§ **WHAT YOU HAVE TO DO**
What number of lines in the data below contain the string "core"? Answer with that number alone.

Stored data
:::
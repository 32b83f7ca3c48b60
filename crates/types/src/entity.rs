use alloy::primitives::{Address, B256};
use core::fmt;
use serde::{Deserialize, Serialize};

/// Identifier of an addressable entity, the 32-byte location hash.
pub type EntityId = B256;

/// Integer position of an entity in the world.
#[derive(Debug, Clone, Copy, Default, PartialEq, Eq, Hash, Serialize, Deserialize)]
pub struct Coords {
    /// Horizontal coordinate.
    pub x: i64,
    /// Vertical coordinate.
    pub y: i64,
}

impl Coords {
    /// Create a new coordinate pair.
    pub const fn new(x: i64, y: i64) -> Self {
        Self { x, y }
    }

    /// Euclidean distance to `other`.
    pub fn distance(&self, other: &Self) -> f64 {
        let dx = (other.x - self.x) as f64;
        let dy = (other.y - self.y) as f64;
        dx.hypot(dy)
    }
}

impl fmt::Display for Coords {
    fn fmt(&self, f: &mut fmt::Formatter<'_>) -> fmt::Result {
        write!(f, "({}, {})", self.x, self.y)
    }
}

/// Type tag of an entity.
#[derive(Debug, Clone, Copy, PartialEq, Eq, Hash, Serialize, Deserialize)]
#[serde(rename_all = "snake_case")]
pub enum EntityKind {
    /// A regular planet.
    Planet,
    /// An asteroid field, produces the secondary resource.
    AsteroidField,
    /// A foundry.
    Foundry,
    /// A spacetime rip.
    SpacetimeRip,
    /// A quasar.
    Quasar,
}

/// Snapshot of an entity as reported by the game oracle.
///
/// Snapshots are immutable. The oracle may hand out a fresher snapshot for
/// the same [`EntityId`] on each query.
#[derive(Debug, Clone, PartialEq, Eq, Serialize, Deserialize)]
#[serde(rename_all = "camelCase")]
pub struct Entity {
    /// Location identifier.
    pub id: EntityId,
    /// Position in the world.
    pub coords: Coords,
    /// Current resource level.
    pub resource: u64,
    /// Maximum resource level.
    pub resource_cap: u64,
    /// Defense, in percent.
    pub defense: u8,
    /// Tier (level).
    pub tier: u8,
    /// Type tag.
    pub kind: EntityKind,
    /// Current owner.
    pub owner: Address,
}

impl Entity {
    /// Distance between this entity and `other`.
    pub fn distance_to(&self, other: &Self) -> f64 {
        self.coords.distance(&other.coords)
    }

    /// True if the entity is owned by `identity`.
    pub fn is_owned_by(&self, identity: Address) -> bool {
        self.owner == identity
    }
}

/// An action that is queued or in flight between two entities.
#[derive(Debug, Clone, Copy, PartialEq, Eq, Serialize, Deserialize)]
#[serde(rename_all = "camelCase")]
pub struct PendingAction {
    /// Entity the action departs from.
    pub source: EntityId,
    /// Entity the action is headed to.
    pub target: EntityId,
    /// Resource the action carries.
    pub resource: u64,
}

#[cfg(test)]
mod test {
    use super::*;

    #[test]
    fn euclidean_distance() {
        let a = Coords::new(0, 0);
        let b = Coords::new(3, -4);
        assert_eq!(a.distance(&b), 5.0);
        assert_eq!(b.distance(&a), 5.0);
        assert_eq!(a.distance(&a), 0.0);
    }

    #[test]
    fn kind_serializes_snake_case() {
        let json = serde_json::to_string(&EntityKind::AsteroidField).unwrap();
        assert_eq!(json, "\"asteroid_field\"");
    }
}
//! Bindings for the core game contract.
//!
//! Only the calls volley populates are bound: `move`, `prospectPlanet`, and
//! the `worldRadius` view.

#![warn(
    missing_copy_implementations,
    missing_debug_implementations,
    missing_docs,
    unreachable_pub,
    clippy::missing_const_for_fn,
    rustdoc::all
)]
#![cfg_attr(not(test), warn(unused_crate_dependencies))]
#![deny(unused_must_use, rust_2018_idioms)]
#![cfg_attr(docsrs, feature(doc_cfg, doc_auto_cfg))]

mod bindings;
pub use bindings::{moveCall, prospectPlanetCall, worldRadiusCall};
:::
§ **RESPONSE TO THE EXERCISE**
2